I’m not sure I overlooked something in the SQL courses from Dataquest, but I think we only learn to create and delete tables (and manually insert data), but in the case I have this data stored in a file aready (in my case, a .csv and a json file), is there anyway to load the information from these files to a SQL table (without manually inserting the data from these files)?
If you use PgAdmin for PostgreSQL you can use Import/Export for csv files or SQLite Studio for SQLlite
This does not work with JSON as this data structure is not classic for SQL tables, although it is supported in PostgreSQL
You could also use copy_from() to upload files using psycopg2 for PostgreSQL
And don’t forget about Pandas. You can use Pandas to read both CSV and JSON files. And then upload it to the database using df.to_sql()
Thanks for the reply @moriturus7.
Unfortunately, when I tried to do what you suggested, it didn’t work. I got this error message. Just to emphasize, I tried this with the csv file, not with the json file.

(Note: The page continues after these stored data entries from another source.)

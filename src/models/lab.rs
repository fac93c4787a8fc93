use std::collections::HashMap;

use chrono::{DateTime, Utc};
use serde::{Deserialize, Serialize};

/// The three blood-count markers eligibility screening tracks.
#[derive(Debug, Clone, Copy, PartialEq, Eq, Hash, Serialize, Deserialize)]
#[serde(rename_all = "lowercase")]
pub enum CellType {
    Hemoglobin,
    Leukocytes,
    Platelets,
}

impl CellType {
    pub const ALL: [CellType; 3] = [
        CellType::Hemoglobin,
        CellType::Leukocytes,
        CellType::Platelets,
    ];

    pub fn as_str(&self) -> &'static str {
        match self {
            CellType::Hemoglobin => "hemoglobin",
            CellType::Leukocytes => "leukocytes",
            CellType::Platelets => "platelets",
        }
    }

    /// Case-insensitive lookup of a tracked marker name.
    pub fn parse(name: &str) -> Option<CellType> {
        let lower = name.trim().to_lowercase();
        CellType::ALL.into_iter().find(|c| c.as_str() == lower)
    }
}

/// A single quantitative lab observation for one cell type.
#[derive(Debug, Clone, Serialize, Deserialize)]
pub struct LabResult {
    pub cell_type: CellType,
    pub value: f64,
    pub unit: String,
    pub observed_at: DateTime<Utc>,
}

/// Current lab values per cell type: one slot per marker, the
/// later-dated observation supersedes an earlier one.
#[derive(Debug, Clone, Default, Serialize, Deserialize)]
pub struct LabValues {
    results: HashMap<CellType, LabResult>,
}

impl LabValues {
    pub fn new() -> Self {
        Self::default()
    }

    /// Record an observation, keeping only the most recent per cell type.
    pub fn record(&mut self, result: LabResult) {
        match self.results.get(&result.cell_type) {
            Some(current) if current.observed_at >= result.observed_at => {}
            _ => {
                self.results.insert(result.cell_type, result);
            }
        }
    }

    pub fn get(&self, cell_type: CellType) -> Option<&LabResult> {
        self.results.get(&cell_type)
    }

    pub fn len(&self) -> usize {
        self.results.len()
    }

    pub fn is_empty(&self) -> bool {
        self.results.is_empty()
    }
}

The problem I’m facing with the json file is not related to this topic, but basically I get a memory error when I try to read it (apparently, 3 GB is too much for my computer to handle at one time). I tried searching for the solution on stackoverflow, but I saw was recommendations to ijson. However, the documentation of this library is not clear at all, so I’m stil trying to working on this.

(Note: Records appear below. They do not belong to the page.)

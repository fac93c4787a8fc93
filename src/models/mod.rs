pub mod crosswalk;
pub mod lab;
pub mod trial;

pub use crosswalk::{CodeMatch, SourceCoding};
pub use lab::{CellType, LabResult, LabValues};
pub use trial::{
    CodePartition, ComparisonOp, ConditionDecision, EligibilityCondition, MatchOutcome, Trial,
};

If you have any other ideas how to read the files, please let me know!
You need to see the details of the error to understand why you can’t upload a csv file using import. I can think of several reasons.
1.your file has headers and you didn’t specify this in the import settings - as a result, you write rows to columns with other data types.
2. You created a csv file using excel, excel uses ; as a separator, instead of ,
3. In your csv file are incorrect values.
There may be other reasons, so you need to look at the details of the error.
I can offer you a “Lazy” way if you want to handle JSON and not search for new libraries or write processing logic for your JSON file yourself. Use MongoDB as an intermediate database. It allows you to read JSON files and save their contents in CSV. Perhaps this will be the fastest solution, without the need for a deep dive into the problem.
Most every relational database management system (RDBMS) has import/execute excutable (pg_restore or mysqlimport for example) and the GUI Admin tool that might come from the same vendor (PGAdmin for example) will talk to that tool. So the thing would be to see if the tool for your platform supported JSON and CSV by looking at that manual page (for example https://www.postgresql.org/docs/13/app-pgdump.html) Now these tools are almost guaranteed to support CSV and almost guaranteed to not support JSON, read on for why and what you could do.
CSV is 2 dimmensional much like DataFrame and a relational table. It’s also terser and smaller to deal with because JSON (or XML or YAML) are annotated data formats i.e. 1 line of metadata and a million elements is a lot smaller than a million rows of name value pairs.
JSON has nested values which could contain whole hierarchies. Τhe DBMS vendor don’t seem to usually support how to map and load these arbitrary hierarchy with their bulk load executables.
So you could program a data loading script to do this with a language like Python and SQ. But also you could use third party software for Extract Load Transform (i.e. data pipelines) which might simplify the development of these loaders for example they might have a JSON to SQL table wizard.
The MongoDB suggestion from @moriturus7 is a clever one though. I’ve often stuck data into one database system that had the hookups to go from A to C in this manner. It’s easy to transform data once it’s in a database system compared to the limited options in a load tool. Personally, I think it’s even easier to transform data in relational system. It’s possible to store a JSON string in a SQL column either as a text or better as a dedicated JSON data type, so you could have a load table that you shred out the JSON to two dimensions in one or more final tables However, many people would probably rather complex JSON manipulation in a general language like Python or Ruby.